> TASK PROMPT: Scan the listing for the word "requested" and report every line that contains it.
Start of INPUT DATA
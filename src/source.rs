//! Card source implementations.
//!
//! Three interchangeable [`CardSource`]s: a locally generated shuffled
//! shoe, a deterministic scripted sequence for tests, and the remote
//! Deck of Cards API.

use std::collections::VecDeque;
use std::sync::{Mutex, PoisonError};

use async_trait::async_trait;
use rand::SeedableRng;
use rand::seq::SliceRandom;
use rand_chacha::ChaCha8Rng;
use serde::Deserialize;
use tracing::debug;

use crate::card::{Card, DECK_SIZE, Rank, Suit};
use crate::error::SourceError;
use crate::shoe::CardSource;

fn build_decks(deck_count: u32) -> Vec<Card> {
    let mut cards = Vec::with_capacity(deck_count as usize * DECK_SIZE);
    for _ in 0..deck_count {
        for suit in Suit::ALL {
            for rank in Rank::ALL {
                cards.push(Card::new(rank, suit));
            }
        }
    }
    cards
}

/// Locally generated shoe, shuffled with a seeded ChaCha8 RNG.
pub struct LocalSource {
    rng: Mutex<ChaCha8Rng>,
}

impl LocalSource {
    /// Creates a local source with the given seed.
    #[must_use]
    pub fn new(seed: u64) -> Self {
        Self {
            rng: Mutex::new(ChaCha8Rng::seed_from_u64(seed)),
        }
    }
}

#[async_trait]
impl CardSource for LocalSource {
    async fn fill(&self, deck_count: u32) -> Result<Vec<Card>, SourceError> {
        let mut cards = build_decks(deck_count);
        let mut rng = self.rng.lock().unwrap_or_else(PoisonError::into_inner);
        cards.shuffle(&mut *rng);
        Ok(cards)
    }
}

/// A fixed sequence of cards for deterministic tests.
///
/// The whole remaining script is handed out on the first fill; once it is
/// drained further fills return nothing, which exercises the shoe's
/// degraded short-draw path.
pub struct ScriptedSource {
    script: Mutex<VecDeque<Card>>,
}

impl ScriptedSource {
    /// Creates a scripted source that yields `cards` in order.
    #[must_use]
    pub fn new(cards: Vec<Card>) -> Self {
        Self {
            script: Mutex::new(cards.into()),
        }
    }
}

#[async_trait]
impl CardSource for ScriptedSource {
    async fn fill(&self, _deck_count: u32) -> Result<Vec<Card>, SourceError> {
        let mut script = self.script.lock().unwrap_or_else(PoisonError::into_inner);
        Ok(script.drain(..).collect())
    }
}

/// Default base URL of the remote deck API.
pub const DECK_API_BASE_URL: &str = "https://deckofcardsapi.com";

#[derive(Debug, Deserialize)]
struct DeckCreateResponse {
    deck_id: Option<String>,
}

#[derive(Debug, Deserialize)]
struct DeckDrawResponse {
    cards: Option<Vec<RawCard>>,
}

#[derive(Debug, Deserialize)]
struct RawCard {
    value: Option<String>,
    suit: Option<String>,
}

/// Remote shoe backed by the Deck of Cards API.
///
/// Each fill creates a fresh shuffled multi-deck on the API and draws it
/// down in a single call. The API's order is trusted as shuffled. Cards
/// with a missing rank or suit are skipped; unmapped names fall back per
/// [`Card::from_raw_names`].
pub struct DeckApiSource {
    http: reqwest::Client,
    base_url: String,
}

impl DeckApiSource {
    /// Creates a source against the public deck API.
    #[must_use]
    pub fn new() -> Self {
        Self::with_base_url(DECK_API_BASE_URL)
    }

    /// Creates a source against a custom base URL (e.g. a local stub).
    pub fn with_base_url(base_url: impl Into<String>) -> Self {
        Self {
            http: reqwest::Client::new(),
            base_url: base_url.into(),
        }
    }
}

impl Default for DeckApiSource {
    fn default() -> Self {
        Self::new()
    }
}

#[async_trait]
impl CardSource for DeckApiSource {
    async fn fill(&self, deck_count: u32) -> Result<Vec<Card>, SourceError> {
        let create_url = format!(
            "{}/api/deck/new/shuffle/?deck_count={deck_count}",
            self.base_url
        );
        let created: DeckCreateResponse = self
            .http
            .get(&create_url)
            .send()
            .await?
            .error_for_status()?
            .json()
            .await?;
        let deck_id = created
            .deck_id
            .ok_or(SourceError::MissingField("deck_id"))?;

        let target = deck_count as usize * DECK_SIZE;
        let draw_url = format!("{}/api/deck/{deck_id}/draw/?count={target}", self.base_url);
        let drawn: DeckDrawResponse = self
            .http
            .get(&draw_url)
            .send()
            .await?
            .error_for_status()?
            .json()
            .await?;

        let raw = drawn.cards.unwrap_or_default();
        debug!(%deck_id, cards = raw.len(), "fetched remote shoe");

        Ok(raw
            .into_iter()
            .filter_map(|c| match (c.value, c.suit) {
                (Some(value), Some(suit)) => Some(Card::from_raw_names(&value, &suit)),
                _ => None,
            })
            .collect())
    }
}

#[cfg(test)]
mod tests {
    use super::*;

    #[tokio::test]
    async fn local_source_is_deterministic_per_seed() {
        let a = LocalSource::new(42).fill(2).await.unwrap();
        let b = LocalSource::new(42).fill(2).await.unwrap();
        let c = LocalSource::new(43).fill(2).await.unwrap();
        assert_eq!(a, b);
        assert_ne!(a, c);
        assert_eq!(a.len(), 2 * DECK_SIZE);
    }

    #[tokio::test]
    async fn local_source_contains_each_card_deck_count_times() {
        let cards = LocalSource::new(1).fill(3).await.unwrap();
        let aces_of_spades = cards
            .iter()
            .filter(|c| **c == Card::new(Rank::Ace, Suit::Spades))
            .count();
        assert_eq!(aces_of_spades, 3);
    }

    #[tokio::test]
    async fn scripted_source_drains_once() {
        let script = vec![
            Card::new(Rank::Ace, Suit::Spades),
            Card::new(Rank::King, Suit::Hearts),
        ];
        let source = ScriptedSource::new(script.clone());
        assert_eq!(source.fill(6).await.unwrap(), script);
        assert!(source.fill(6).await.unwrap().is_empty());
    }
}
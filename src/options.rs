//! Game configuration options.

/// Rounding mode for the 3:2 blackjack premium on odd bet amounts.
///
/// All money is integer minor currency units; half of an odd bet is the
/// only place exact arithmetic cannot land on a whole unit.
#[derive(Debug, Clone, Copy, PartialEq, Eq, Hash)]
pub enum RoundingMode {
    /// Round up.
    Up,
    /// Round down.
    Down,
    /// Round to nearest, halves up.
    Nearest,
}

/// Default number of decks in a shoe.
pub const DEFAULT_DECK_COUNT: u32 = 6;

/// Configuration options for the round engine.
///
/// Use the builder pattern to customize options:
///
/// ```
/// use tablejack::GameOptions;
///
/// let options = GameOptions::default()
///     .with_deck_count(8)
///     .with_dealer_hit_soft_17(true);
/// ```
#[derive(Debug, Clone, Copy, PartialEq, Eq)]
pub struct GameOptions {
    /// Number of decks per shoe. Zero is treated as the default of 6.
    pub deck_count: u32,
    /// Whether the dealer hits on soft 17. Defaults to false (stand).
    pub dealer_hit_soft_17: bool,
    /// Rounding mode for the blackjack premium.
    pub rounding_blackjack: RoundingMode,
}

impl Default for GameOptions {
    fn default() -> Self {
        Self {
            deck_count: DEFAULT_DECK_COUNT,
            dealer_hit_soft_17: false,
            rounding_blackjack: RoundingMode::Down,
        }
    }
}

impl GameOptions {
    /// Sets the number of decks per shoe.
    #[must_use]
    pub const fn with_deck_count(mut self, deck_count: u32) -> Self {
        self.deck_count = deck_count;
        self
    }

    /// Sets whether the dealer hits on soft 17.
    #[must_use]
    pub const fn with_dealer_hit_soft_17(mut self, hit: bool) -> Self {
        self.dealer_hit_soft_17 = hit;
        self
    }

    /// Sets the rounding mode for the blackjack premium.
    #[must_use]
    pub const fn with_rounding_blackjack(mut self, mode: RoundingMode) -> Self {
        self.rounding_blackjack = mode;
        self
    }

    /// Deck count with the zero-means-default rule applied.
    #[must_use]
    pub const fn effective_deck_count(&self) -> u32 {
        if self.deck_count == 0 {
            DEFAULT_DECK_COUNT
        } else {
            self.deck_count
        }
    }
}

#[cfg(test)]
mod tests {
    use super::*;

    #[test]
    fn builder_sets_fields() {
        let options = GameOptions::default()
            .with_deck_count(8)
            .with_dealer_hit_soft_17(true)
            .with_rounding_blackjack(RoundingMode::Up);
        assert_eq!(options.deck_count, 8);
        assert!(options.dealer_hit_soft_17);
        assert_eq!(options.rounding_blackjack, RoundingMode::Up);
    }

    #[test]
    fn zero_deck_count_falls_back_to_default() {
        let options = GameOptions::default().with_deck_count(0);
        assert_eq!(options.effective_deck_count(), DEFAULT_DECK_COUNT);
    }
}
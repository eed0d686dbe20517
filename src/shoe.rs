//! The multi-deck card shoe.
//!
//! The shoe keeps a FIFO queue of cards and refreshes it wholesale from a
//! [`CardSource`] when a draw asks for more than remain. One async mutex
//! guards both the queue and the refill, so concurrent draws serialize and
//! at most one refill is in flight; every waiter observes the post-refill
//! queue.

use std::collections::VecDeque;

use async_trait::async_trait;
use tokio::sync::Mutex;
use tracing::{debug, warn};

use crate::card::Card;
use crate::error::SourceError;
use crate::options::DEFAULT_DECK_COUNT;

/// A capability that can produce a full shuffled shoe of cards.
///
/// Implementations: a local seeded RNG, a scripted sequence for tests, and
/// the remote deck API. A locally generated shoe must be uniformly
/// shuffled; a remote source's order is trusted as already shuffled.
#[async_trait]
pub trait CardSource: Send + Sync {
    /// Produces `deck_count` decks' worth of cards in shuffled order.
    ///
    /// # Errors
    ///
    /// Returns an error if the underlying source fails (e.g. a network
    /// error from a remote deck API). A short or empty result is not an
    /// error; the shoe degrades instead.
    async fn fill(&self, deck_count: u32) -> Result<Vec<Card>, SourceError>;
}

/// A FIFO shoe fed by a [`CardSource`].
pub struct Shoe {
    source: Box<dyn CardSource>,
    deck_count: u32,
    cards: Mutex<VecDeque<Card>>,
}

impl Shoe {
    /// Creates an empty shoe over the given source.
    ///
    /// A `deck_count` of zero falls back to the default of 6. The first
    /// draw triggers the initial fill.
    #[must_use]
    pub fn new(source: Box<dyn CardSource>, deck_count: u32) -> Self {
        let deck_count = if deck_count == 0 {
            DEFAULT_DECK_COUNT
        } else {
            deck_count
        };
        Self {
            source,
            deck_count,
            cards: Mutex::new(VecDeque::new()),
        }
    }

    /// Number of cards remaining in the queue.
    pub async fn remaining(&self) -> usize {
        self.cards.lock().await.len()
    }

    /// Draws `count` cards in FIFO order.
    ///
    /// If fewer than `count` remain, the queue is replaced with a fresh
    /// shoe from the source first; a source returning short is tolerated by
    /// trying one more refill. If the shoe is still short after that, fewer
    /// cards than requested are returned (degraded, not an error).
    ///
    /// # Errors
    ///
    /// Propagates a [`SourceError`] if a refill fails outright.
    pub async fn draw(&self, count: usize) -> Result<Vec<Card>, SourceError> {
        if count == 0 {
            return Ok(Vec::new());
        }

        let mut cards = self.cards.lock().await;

        // At most two refill attempts per draw call.
        for _ in 0..2 {
            if cards.len() >= count {
                break;
            }
            let fresh = self.source.fill(self.deck_count).await?;
            debug!(cards = fresh.len(), "shoe refilled");
            cards.clear();
            cards.extend(fresh);
        }

        if cards.len() < count {
            warn!(
                requested = count,
                available = cards.len(),
                "card source exhausted, drawing short"
            );
        }

        let take = count.min(cards.len());
        Ok(cards.drain(..take).collect())
    }
}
End of INPUT DATA
> EXERCISE RESULT:
    /// cards than requested are returned (degraded, not an error).
                requested = count,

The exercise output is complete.